Op 9 mei 2019 heeft de voorzieningenrechter van de Rechtbank Noord-Holland uitspraak gedaan in een zaak tussen een verzoeker en het college van burgemeester en wethouders van de gemeente Zaanstad. De zaak betreft een verzoek om een voorlopige voorziening na de afwijzing van een aanvraag voor bijstandsverlening, die eerder was beëindigd. De verzoeker heeft bezwaar gemaakt tegen het primaire besluit van 11 maart 2019, waarin zijn aanvraag werd afgewezen.

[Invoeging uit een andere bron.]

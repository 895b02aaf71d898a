//! roomsync — multiplayer middleware for observable key/value state.
//!
//! Attaches to a host [`store::StateStore`] and replicates it through a
//! remote key-value service reached over a persistent connection. Any number
//! of peers attach to the same namespace; each applies local mutations
//! through [`MultiplayerStore::set`] and observes remote peers' mutations
//! merged into its own state.
//!
//! State trees are decomposed into flat storage keys up to a configurable
//! depth (the z-factor), diffed leaf-by-leaf on every local mutation, and
//! reassembled on hydration. Mutations issued while disconnected or
//! un-hydrated buffer in a sync queue and replay on reconnect, with
//! three-way conflict resolution when the remote moved in the meantime.
//!
//! The transport ([`storage::KvClient`]) and credential source
//! ([`auth::TokenProvider`]) are host-provided; [`storage::MemoryKvService`]
//! ships for tests and demos.

pub mod auth;
pub mod config;
pub mod error;
pub mod filter;
pub mod keys;
pub mod metrics;
pub mod state;
pub mod storage;
pub mod store;
pub mod sync;

use std::sync::Arc;

use serde_json::Value;

/// Top-level field owned by the middleware: connection status, hydration
/// flag, and performance metrics. Never persisted to the remote store.
pub const RESERVED_FIELD: &str = "multiplayer";

pub use auth::{TokenGrant, TokenProvider, TokenRequest};
pub use config::{
    AuthMode, ClientConfig, MultiplayerOptions, DEFAULT_Z_FACTOR, MAX_Z_FACTOR, MIN_Z_FACTOR,
};
pub use error::{Error, Result};
pub use filter::FieldFilter;
pub use keys::KeyCodec;
pub use metrics::MetricsSnapshot;
pub use storage::{ConnectionState, KvClient, MemoryKvService, RetryConfig};
pub use store::{MemoryStateStore, StateStore};
pub use sync::{Conflict, ConflictStrategy, StatePatch, SyncManager};

// ============================================================================
// MultiplayerStore
// ============================================================================

/// Handle to one multiplayer-enabled store.
///
/// Wraps the orchestrator: local mutations go through [`set`](Self::set),
/// remote updates land in the host store automatically. Dropping the handle
/// does not tear anything down; call [`destroy`](Self::destroy).
pub struct MultiplayerStore {
    manager: Arc<SyncManager>,
}

impl MultiplayerStore {
    /// Attach the middleware to a host store over the given transport.
    ///
    /// Validates options and wires listeners; a tokio runtime must be
    /// current. Does not connect — call [`connect`](Self::connect), or let
    /// the first `set` while disconnected trigger one.
    pub fn attach(
        host: Arc<dyn StateStore>,
        client: Arc<dyn KvClient>,
        options: MultiplayerOptions,
    ) -> Result<Self> {
        Ok(Self {
            manager: SyncManager::attach(host, client, options)?,
        })
    }

    /// Apply a local mutation (top-level shallow merge).
    pub async fn set(&self, patch: impl Into<StatePatch>) -> Result<()> {
        self.manager.set(patch.into(), false).await
    }

    /// Apply a local mutation that replaces the whole tree.
    pub async fn set_replace(&self, patch: impl Into<StatePatch>) -> Result<()> {
        self.manager.set(patch.into(), true).await
    }

    /// Current host state snapshot.
    pub fn state(&self) -> Value {
        self.manager.host().get_state()
    }

    pub async fn connect(&self) -> Result<()> {
        self.manager.connect().await
    }

    pub async fn disconnect(&self) -> Result<()> {
        self.manager.disconnect().await
    }

    /// Re-run hydration against the current remote contents.
    pub async fn re_hydrate(&self) -> Result<()> {
        self.manager.re_hydrate().await
    }

    /// Delete every key in this namespace from the remote store.
    pub async fn clear_storage(&self) -> Result<()> {
        self.manager.clear_storage().await
    }

    /// Tear down the middleware. Subsequent operations fail with
    /// [`Error::Destroyed`].
    pub async fn destroy(&self) {
        self.manager.destroy().await
    }

    pub fn connection_state(&self) -> ConnectionState {
        self.manager.connection_state()
    }

    pub fn has_hydrated(&self) -> bool {
        self.manager.has_hydrated()
    }

    pub fn metrics(&self) -> MetricsSnapshot {
        self.manager.metrics()
    }

    /// This peer's unique client id, stamped on every write envelope.
    pub fn client_id(&self) -> &str {
        self.manager.client_id()
    }

    /// Mutations buffered while disconnected or un-hydrated.
    pub fn pending_mutations(&self) -> usize {
        self.manager.pending_mutations()
    }
}
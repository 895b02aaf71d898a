//! Retry policy: exponential backoff with a circuit breaker.
//!
//! Every remote read and write goes through [`RetryPolicy::run`]. Retryable
//! failures back off exponentially up to a cap; after a run of consecutive
//! failed operations the breaker opens and calls fail fast until the cooldown
//! elapses, at which point a single probe is let through (half-open).

use std::future::Future;
use std::time::{Duration, Instant};

use parking_lot::Mutex;
use tracing::{debug, warn};

use crate::error::{Error, Result};

// ============================================================================
// Configuration
// ============================================================================

#[derive(Debug, Clone)]
pub struct RetryConfig {
    /// Retries after the first attempt.
    pub max_retries: u32,
    pub initial_delay: Duration,
    pub max_delay: Duration,
    pub backoff_factor: f64,
    /// Consecutive failed operations before the breaker opens.
    pub circuit_threshold: u32,
    pub circuit_cooldown: Duration,
}

impl Default for RetryConfig {
    fn default() -> Self {
        Self {
            max_retries: 3,
            initial_delay: Duration::from_millis(200),
            max_delay: Duration::from_secs(5),
            backoff_factor: 2.0,
            circuit_threshold: 5,
            circuit_cooldown: Duration::from_secs(30),
        }
    }
}

// ============================================================================
// RetryPolicy
// ============================================================================

#[derive(Debug, Default)]
struct BreakerState {
    consecutive_failures: u32,
    open_until: Option<Instant>,
}

pub struct RetryPolicy {
    config: RetryConfig,
    breaker: Mutex<BreakerState>,
}

impl RetryPolicy {
    pub fn new(config: RetryConfig) -> Self {
        Self {
            config,
            breaker: Mutex::new(BreakerState::default()),
        }
    }

    /// Whether the breaker is currently rejecting calls.
    pub fn is_open(&self) -> bool {
        let breaker = self.breaker.lock();
        matches!(breaker.open_until, Some(until) if Instant::now() < until)
    }

    /// Forget all failure history.
    pub fn reset(&self) {
        *self.breaker.lock() = BreakerState::default();
    }

    /// Run `op`, retrying retryable errors with exponential backoff.
    pub async fn run<T, F, Fut>(&self, mut op: F) -> Result<T>
    where
        F: FnMut() -> Fut,
        Fut: Future<Output = Result<T>>,
    {
        self.check_breaker()?;

        let mut delay = self.config.initial_delay;
        let mut attempt: u32 = 0;
        loop {
            match op().await {
                Ok(value) => {
                    self.record_success();
                    return Ok(value);
                }
                Err(e) if e.is_retryable() && attempt < self.config.max_retries => {
                    attempt += 1;
                    debug!(attempt, delay_ms = delay.as_millis() as u64, error = %e,
                        "retrying remote operation");
                    tokio::time::sleep(delay).await;
                    delay = next_delay(delay, &self.config);
                }
                Err(e) => {
                    self.record_failure();
                    return Err(e);
                }
            }
        }
    }

    /// Reject when open; allow one probe after the cooldown has elapsed.
    fn check_breaker(&self) -> Result<()> {
        let mut breaker = self.breaker.lock();
        if let Some(until) = breaker.open_until {
            if Instant::now() < until {
                return Err(Error::CircuitOpen);
            }
            breaker.open_until = None;
        }
        Ok(())
    }

    fn record_success(&self) {
        let mut breaker = self.breaker.lock();
        breaker.consecutive_failures = 0;
        breaker.open_until = None;
    }

    fn record_failure(&self) {
        let mut breaker = self.breaker.lock();
        breaker.consecutive_failures += 1;
        if breaker.consecutive_failures >= self.config.circuit_threshold {
            breaker.open_until = Some(Instant::now() + self.config.circuit_cooldown);
            warn!(
                failures = breaker.consecutive_failures,
                cooldown_ms = self.config.circuit_cooldown.as_millis() as u64,
                "circuit breaker opened"
            );
        }
    }
}

fn next_delay(current: Duration, config: &RetryConfig) -> Duration {
    let scaled = current.as_secs_f64() * config.backoff_factor;
    Duration::from_secs_f64(scaled).min(config.max_delay)
}

// ============================================================================
// Tests
// ============================================================================

#[cfg(test)]
mod tests {
    use super::*;
    use std::sync::atomic::{AtomicU32, Ordering};
    use std::sync::Arc;

    fn fast_config() -> RetryConfig {
        RetryConfig {
            max_retries: 2,
            initial_delay: Duration::from_millis(1),
            max_delay: Duration::from_millis(4),
            backoff_factor: 2.0,
            circuit_threshold: 2,
            circuit_cooldown: Duration::from_millis(20),
        }
    }

    #[tokio::test]
    async fn returns_first_success() {
        let policy = RetryPolicy::new(fast_config());
        let result = policy.run(|| async { Ok::<_, Error>(7) }).await.unwrap();
        assert_eq!(result, 7);
    }

    #[tokio::test]
    async fn retries_retryable_errors_until_success() {
        let policy = RetryPolicy::new(fast_config());
        let calls = Arc::new(AtomicU32::new(0));
        let c = Arc::clone(&calls);
        let result = policy
            .run(move || {
                let c = Arc::clone(&c);
                async move {
                    if c.fetch_add(1, Ordering::SeqCst) < 2 {
                        Err(Error::network("flaky"))
                    } else {
                        Ok(42)
                    }
                }
            })
            .await
            .unwrap();
        assert_eq!(result, 42);
        assert_eq!(calls.load(Ordering::SeqCst), 3);
    }

    #[tokio::test]
    async fn non_retryable_error_fails_immediately() {
        let policy = RetryPolicy::new(fast_config());
        let calls = Arc::new(AtomicU32::new(0));
        let c = Arc::clone(&calls);
        let result: Result<()> = policy
            .run(move || {
                let c = Arc::clone(&c);
                async move {
                    c.fetch_add(1, Ordering::SeqCst);
                    Err(Error::Network {
                        message: "bad request".into(),
                        retryable: false,
                    })
                }
            })
            .await;
        assert!(result.is_err());
        assert_eq!(calls.load(Ordering::SeqCst), 1);
    }

    #[tokio::test]
    async fn breaker_opens_after_threshold_and_fails_fast() {
        let policy = RetryPolicy::new(RetryConfig {
            max_retries: 0,
            ..fast_config()
        });
        for _ in 0..2 {
            let _: Result<()> = policy
                .run(|| async { Err(Error::network("down")) })
                .await;
        }
        assert!(policy.is_open());
        let err = policy
            .run(|| async { Ok::<_, Error>(1) })
            .await
            .unwrap_err();
        assert!(matches!(err, Error::CircuitOpen));
    }

    #[tokio::test]
    async fn breaker_half_opens_after_cooldown() {
        let policy = RetryPolicy::new(RetryConfig {
            max_retries: 0,
            ..fast_config()
        });
        for _ in 0..2 {
            let _: Result<()> = policy
                .run(|| async { Err(Error::network("down")) })
                .await;
        }
        assert!(policy.is_open());
        tokio::time::sleep(Duration::from_millis(25)).await;
        // Probe allowed; success closes the breaker.
        let result = policy.run(|| async { Ok::<_, Error>(9) }).await.unwrap();
        assert_eq!(result, 9);
        assert!(!policy.is_open());
    }

    #[tokio::test]
    async fn reset_clears_failure_history() {
        let policy = RetryPolicy::new(RetryConfig {
            max_retries: 0,
            ..fast_config()
        });
        for _ in 0..2 {
            let _: Result<()> = policy
                .run(|| async { Err(Error::network("down")) })
                .await;
        }
        assert!(policy.is_open());
        policy.reset();
        assert!(!policy.is_open());
    }
}
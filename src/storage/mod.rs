pub mod client;
pub mod memory;
pub mod remote;
pub mod retry;

pub use client::{
    AuthToken, ConnectionState, KvClient, KvError, KvNotification, KvSubscription,
};
pub use memory::{MemoryKvClient, MemoryKvService};
pub use remote::{RemoteChange, RemoteStore};
pub use retry::{RetryConfig, RetryPolicy};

Tijdens de zitting op 9 mei 2019 is het verzoek behandeld, waarbij de verzoeker werd bijgestaan door zijn gemachtigde en de verweerder vertegenwoordigd was door zijn gemachtigden.
De voorzieningenrechter heeft geoordeeld dat er voldoende spoedeisend belang aanwezig is, aangezien de verzoeker op dat moment onvoldoende eigen bestaansmiddelen had. Er zijn onduidelijkheden over de situatie van de verzoeker, met name met betrekking tot zijn huisvesting. De voorzieningenrechter heeft vastgesteld dat het niet duidelijk is of de afwijzing van de bijstandsaanvraag in bezwaar stand zal houden. Daarom is het aangewezen om een voorlopige voorziening te treffen.
De voorzieningenrechter heeft besloten dat de verweerder het betaalde griffierecht van € 47,- aan de verzoeker moet vergoeden en de proceskosten tot een bedrag van € 1024,- moet vergoeden. Tevens is het primaire besluit geschorst tot zes weken na de bekendmaking van het besluit op bezwaar, en wordt de verzoeker bij wijze van voorschot bijstand verleend in aanvulling op zijn reguliere inkomsten tot de voor hem geldende norm, tot zes weken na de bekendmaking van het besluit op bezwaar. Deze uitspraak is openbaar uitgesproken op 9 mei 2019.